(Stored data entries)

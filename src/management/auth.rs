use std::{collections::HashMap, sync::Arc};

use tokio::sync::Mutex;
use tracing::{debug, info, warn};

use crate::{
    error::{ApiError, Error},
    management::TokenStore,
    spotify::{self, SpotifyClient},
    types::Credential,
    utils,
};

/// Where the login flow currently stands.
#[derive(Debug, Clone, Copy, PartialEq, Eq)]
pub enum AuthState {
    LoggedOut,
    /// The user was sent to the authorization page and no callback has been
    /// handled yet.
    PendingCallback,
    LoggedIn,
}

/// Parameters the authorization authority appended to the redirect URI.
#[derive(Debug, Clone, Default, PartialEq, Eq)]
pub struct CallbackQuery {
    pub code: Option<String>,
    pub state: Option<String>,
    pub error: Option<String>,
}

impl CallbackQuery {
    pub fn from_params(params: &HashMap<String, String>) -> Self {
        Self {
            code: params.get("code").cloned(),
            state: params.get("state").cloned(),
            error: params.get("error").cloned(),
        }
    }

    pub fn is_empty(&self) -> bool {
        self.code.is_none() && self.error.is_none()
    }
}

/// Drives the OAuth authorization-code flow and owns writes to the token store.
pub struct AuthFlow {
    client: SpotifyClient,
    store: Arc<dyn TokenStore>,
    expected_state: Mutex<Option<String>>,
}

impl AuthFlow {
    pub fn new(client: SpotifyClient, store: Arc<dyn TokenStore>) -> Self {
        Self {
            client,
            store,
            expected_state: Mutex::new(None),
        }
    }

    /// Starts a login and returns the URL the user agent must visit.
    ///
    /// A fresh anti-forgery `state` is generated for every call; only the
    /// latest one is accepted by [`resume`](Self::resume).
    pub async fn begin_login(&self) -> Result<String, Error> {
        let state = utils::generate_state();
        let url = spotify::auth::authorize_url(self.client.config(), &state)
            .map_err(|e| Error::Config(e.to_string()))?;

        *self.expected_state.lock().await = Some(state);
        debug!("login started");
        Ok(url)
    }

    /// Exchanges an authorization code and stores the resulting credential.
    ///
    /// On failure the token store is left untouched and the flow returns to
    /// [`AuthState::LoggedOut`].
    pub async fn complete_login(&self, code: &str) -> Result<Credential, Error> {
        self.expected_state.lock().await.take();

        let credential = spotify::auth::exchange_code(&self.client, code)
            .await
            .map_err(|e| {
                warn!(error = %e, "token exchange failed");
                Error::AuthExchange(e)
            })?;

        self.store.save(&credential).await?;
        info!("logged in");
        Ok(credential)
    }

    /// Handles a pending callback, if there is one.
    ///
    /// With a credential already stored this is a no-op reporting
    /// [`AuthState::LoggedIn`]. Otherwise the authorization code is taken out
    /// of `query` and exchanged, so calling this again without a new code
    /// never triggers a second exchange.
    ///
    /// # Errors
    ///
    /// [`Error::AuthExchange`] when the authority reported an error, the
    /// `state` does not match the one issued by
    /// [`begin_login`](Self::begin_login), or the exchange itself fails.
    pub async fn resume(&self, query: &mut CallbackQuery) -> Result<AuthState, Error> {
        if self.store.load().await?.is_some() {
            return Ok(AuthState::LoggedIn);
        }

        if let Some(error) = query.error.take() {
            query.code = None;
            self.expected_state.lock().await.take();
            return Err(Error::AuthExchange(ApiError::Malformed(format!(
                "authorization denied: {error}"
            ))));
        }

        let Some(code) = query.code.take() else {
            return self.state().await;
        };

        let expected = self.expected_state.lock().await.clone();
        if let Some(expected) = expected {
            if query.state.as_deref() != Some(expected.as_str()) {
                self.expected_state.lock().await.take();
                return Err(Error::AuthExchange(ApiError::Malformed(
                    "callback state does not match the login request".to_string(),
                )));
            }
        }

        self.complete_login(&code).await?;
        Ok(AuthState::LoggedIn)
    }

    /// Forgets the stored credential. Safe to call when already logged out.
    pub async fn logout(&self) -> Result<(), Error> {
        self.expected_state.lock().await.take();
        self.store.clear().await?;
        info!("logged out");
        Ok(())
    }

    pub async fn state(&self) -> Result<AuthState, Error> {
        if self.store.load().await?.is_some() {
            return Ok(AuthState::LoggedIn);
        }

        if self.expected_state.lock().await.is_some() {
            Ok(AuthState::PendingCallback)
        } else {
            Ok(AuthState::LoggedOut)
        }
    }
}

§ EXERCISE BRIEF
Whenever a line includes the word "ApiError", pull it out of the entries.

§ REPLY TO THE TASK
    error::{ApiError, Error},
            return Err(Error::AuthExchange(ApiError::Malformed(format!(
                return Err(Error::AuthExchange(ApiError::Malformed(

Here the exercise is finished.